═════ INPUT RECORDS
//! # Note Normalizer
//!
//! Turns raw free text into a [`Note`] without any external help. This is the
//! "local" enhancer, and also the contract every other enhancer must satisfy.
//!
//! ## Pipeline
//!
//! 1. **Validation**: trimmed input must be between `min_length` and
//!    `max_length` characters. Failures are [`ValidationError`]s and are never
//!    papered over here; falling back to [`Note::fallback`] is the caller's call.
//! 2. **Title** ([`title`]): first non-blank line, cleaned of file-name-unsafe
//!    characters and list markers, at most 60 characters.
//! 3. **Body** ([`body`]): markdown-ish reformatting, always starting with a
//!    `# ` heading.
//! 4. **Tags** ([`keywords`]): most frequent significant words, default tags,
//!    a length tag, and a month tag.
//!
//! ## Output Guarantees
//!
//! For any input that passes validation:
//! - `title` has 1..=60 characters
//! - `body` is non-empty and starts with `# `
//! - `tags` holds 3..=`max_tags` unique kebab-case entries
//!
//! The only ambient input is the calendar date (for the month tag), which is
//! passed in explicitly so the function stays pure.

pub mod body;
pub mod keywords;
pub mod title;

use crate::error::ValidationError;
use crate::model::Note;
use chrono::NaiveDate;
use serde::{Deserialize, Serialize};

/// Tuning knobs for the normalizer.
///
/// None of these values are load-bearing for correctness; they shape which
/// tags come out and where input is cut off.
#[derive(Debug, Clone, PartialEq, Eq, Serialize, Deserialize)]
pub struct NormalizerConfig {
    /// Minimum trimmed input length, in characters.
    pub min_length: usize,
    /// Maximum trimmed input length; `None` disables the cap.
    pub max_length: Option<usize>,
    /// Maximum title length, in characters.
    pub max_title_len: usize,
    /// Words shorter than this never become tags.
    pub min_word_len: usize,
    /// Words longer than this never become tags.
    pub max_word_len: usize,
    /// How many frequent words are considered for tags.
    pub top_words: usize,
    /// Tags always present, after the frequent words.
    pub default_tags: Vec<String>,
    /// Cap on the final tag list. Frequent words are dropped (least frequent
    /// first) to make room for the default and derived tags.
    pub max_tags: usize,
    /// Input shorter than this gets the `quick-note` tag.
    pub quick_threshold: usize,
    /// Input longer than this gets the `detailed` tag.
    pub detailed_threshold: usize,
}

impl Default for NormalizerConfig {
    fn default() -> Self {
        Self {
            min_length: 3,
            max_length: Some(5000),
            max_title_len: 60,
            min_word_len: 4,
            max_word_len: 30,
            top_words: 5,
            default_tags: vec!["note".into(), "idea".into()],
            max_tags: 8,
            quick_threshold: 100,
            detailed_threshold: 300,
        }
    }
}

/// Checks raw input and returns it trimmed.
pub fn validate_input<'a>(
    raw: Option<&'a str>,
    config: &NormalizerConfig,
) -> Result<&'a str, ValidationError> {
    let trimmed = raw.map(str::trim).unwrap_or_default();
    if trimmed.is_empty() {
        return Err(ValidationError::Empty);
    }

    let len = trimmed.chars().count();
    if len < config.min_length {
        return Err(ValidationError::TooShort {
            min: config.min_length,
            actual: len,
        });
    }
    if let Some(max) = config.max_length {
        if len > max {
            return Err(ValidationError::TooLong { max, actual: len });
        }
    }
    Ok(trimmed)
}

/// Normalizes raw text with the default configuration.
///
/// Accepts `&str` or `Option<&str>`; `None` is rejected like empty input.
pub fn normalize<'a>(
    raw: impl Into<Option<&'a str>>,
    today: NaiveDate,
) -> Result<Note, ValidationError> {
    normalize_with(raw, today, &NormalizerConfig::default())
}

/// Normalizes raw text using today's local date.
pub fn normalize_now<'a>(raw: impl Into<Option<&'a str>>) -> Result<Note, ValidationError> {
    normalize(raw, chrono::Local::now().date_naive())
}

pub fn normalize_with<'a>(
    raw: impl Into<Option<&'a str>>,
    today: NaiveDate,
    config: &NormalizerConfig,
) -> Result<Note, ValidationError> {
    let text = validate_input(raw.into(), config)?;

    let title = title::derive_title(text, config.max_title_len);
    let body = body::format_body(text, &title);
    let tags = keywords::derive_tags(text, today, config);

    tracing::debug!(
        title_len = title.chars().count(),
        body_len = body.len(),
        tags = ?tags,
        "normalized note locally"
    );

    Ok(Note { title, body, tags })
}
use crate::commands::{CmdMessage, CmdResult};
use crate::enhance::{enhance_with_fallback, Enhancer, NoteSource};
use crate::error::Result;

/// Enhances `raw` into a note.
///
/// Validation errors are returned as errors; the user has to fix the input.
/// Any other enhancer failure degrades to local processing and is reported
/// as a warning next to the note.
pub fn run(primary: &dyn Enhancer, local: &dyn Enhancer, raw: &str) -> Result<CmdResult> {
    let enhanced = enhance_with_fallback(primary, local, raw)?;

    let mut result = CmdResult::default();
    if let Some(reason) = &enhanced.fallback_reason {
        let message = match enhanced.source {
            NoteSource::Fallback => {
                format!("Could not process the note, kept it as is ({})", reason)
            }
            _ => format!("Enhancement unavailable, used local processing ({})", reason),
        };
        result.add_message(CmdMessage::warning(message));
    }
    result.source = Some(enhanced.source);
    Ok(result.with_note(enhanced.note))
}

#[cfg(test)]
mod tests {
    use super::*;
    use crate::commands::MessageLevel;
    use crate::enhance::testing::StubEnhancer;
    use crate::enhance::EnhancerKind;

    #[test]
    fn test_primary_note_has_no_messages() {
        let primary = StubEnhancer::fixed(EnhancerKind::Service);
        let local = StubEnhancer::failing(EnhancerKind::Local);
        let result = run(&primary, &local, "anything").unwrap();

        assert_eq!(result.note.unwrap().title, "Stub");
        assert_eq!(result.source, Some(NoteSource::Service));
        assert!(result.messages.is_empty());
        assert_eq!(local.calls.get(), 0);
    }

    #[test]
    fn test_service_failure_warns_and_uses_local() {
        let primary = StubEnhancer::failing(EnhancerKind::Service);
        let local = StubEnhancer::fixed(EnhancerKind::Local);
        let result = run(&primary, &local, "anything").unwrap();

        assert_eq!(result.source, Some(NoteSource::Local));
        assert_eq!(result.messages.len(), 1);
        assert_eq!(result.messages[0].level, MessageLevel::Warning);
        assert!(result.messages[0].content.contains("local processing"));
    }

    #[test]
    fn test_total_failure_keeps_raw_text() {
        let primary = StubEnhancer::failing(EnhancerKind::Service);
        let local = StubEnhancer::failing(EnhancerKind::Local);
        let result = run(&primary, &local, "  raw words  ").unwrap();

        let note = result.note.unwrap();
        assert_eq!(note.body, "# My Note\n\nraw words");
        assert_eq!(result.source, Some(NoteSource::Fallback));
        assert!(result.messages[0].content.starts_with("Could not process"));
    }

    #[test]
    fn test_validation_error_propagates() {
        let primary = StubEnhancer::rejecting(EnhancerKind::Local);
        let local = StubEnhancer::fixed(EnhancerKind::Local);
        let err = run(&primary, &local, "").unwrap_err();
        assert!(err.is_validation());
    }
}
══════════
From the listing above, copy every line where the string "Serialize" is found.

OUTPUT OF THE TASK:
use serde::{Deserialize, Serialize};
#[derive(Debug, Clone, PartialEq, Eq, Serialize, Deserialize)]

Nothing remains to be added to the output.